Stored items
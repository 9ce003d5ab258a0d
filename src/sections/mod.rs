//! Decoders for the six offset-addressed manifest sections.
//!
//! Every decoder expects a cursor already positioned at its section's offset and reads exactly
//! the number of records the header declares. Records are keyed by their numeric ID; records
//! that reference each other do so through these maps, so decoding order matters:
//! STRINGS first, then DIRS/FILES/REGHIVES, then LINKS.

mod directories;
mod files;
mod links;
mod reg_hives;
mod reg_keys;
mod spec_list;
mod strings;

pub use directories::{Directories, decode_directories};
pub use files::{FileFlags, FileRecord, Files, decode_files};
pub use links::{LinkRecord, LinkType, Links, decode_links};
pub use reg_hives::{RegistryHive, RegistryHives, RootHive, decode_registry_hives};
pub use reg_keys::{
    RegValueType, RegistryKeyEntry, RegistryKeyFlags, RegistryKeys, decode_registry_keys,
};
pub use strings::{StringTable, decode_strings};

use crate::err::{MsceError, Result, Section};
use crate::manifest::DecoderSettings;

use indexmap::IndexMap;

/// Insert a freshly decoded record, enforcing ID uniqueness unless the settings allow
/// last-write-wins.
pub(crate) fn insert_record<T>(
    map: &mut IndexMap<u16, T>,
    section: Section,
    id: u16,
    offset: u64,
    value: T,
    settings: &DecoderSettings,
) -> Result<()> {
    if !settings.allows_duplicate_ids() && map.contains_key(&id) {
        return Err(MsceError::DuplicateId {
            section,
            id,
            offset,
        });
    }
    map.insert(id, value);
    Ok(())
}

◆ Exercise goal
The records above must be retyped in full. Keep each one exactly as it is.

◆ Exercise output
repository 9ce003d5ab258a0d
filename src/sections/mod.rs
//! Decoders for the six offset-addressed manifest sections.
//!
//! Every decoder expects a cursor already positioned at its section's offset and reads exactly
//! the number of records the header declares. Records are keyed by their numeric ID; records
//! that reference each other do so through these maps, so decoding order matters:
//! STRINGS first, then DIRS/FILES/REGHIVES, then LINKS.

mod directories;
mod files;
mod links;
mod reg_hives;
mod reg_keys;
mod spec_list;
mod strings;

pub use directories::{Directories, decode_directories};
pub use files::{FileFlags, FileRecord, Files, decode_files};
pub use links::{LinkRecord, LinkType, Links, decode_links};
pub use reg_hives::{RegistryHive, RegistryHives, RootHive, decode_registry_hives};
pub use reg_keys::{
    RegValueType, RegistryKeyEntry, RegistryKeyFlags, RegistryKeys, decode_registry_keys,
};
pub use strings::{StringTable, decode_strings};

use crate::err::{MsceError, Result, Section};
use crate::manifest::DecoderSettings;

use indexmap::IndexMap;

/// Insert a freshly decoded record, enforcing ID uniqueness unless the settings allow
/// last-write-wins.
pub(crate) fn insert_record<T>(
    map: &mut IndexMap<u16, T>,
    section: Section,
    id: u16,
    offset: u64,
    value: T,
    settings: &DecoderSettings,
) -> Result<()> {
    if !settings.allows_duplicate_ids() && map.contains_key(&id) {
        return Err(MsceError::DuplicateId {
            section,
            id,
            offset,
        });
    }
    map.insert(id, value);
    Ok(())
}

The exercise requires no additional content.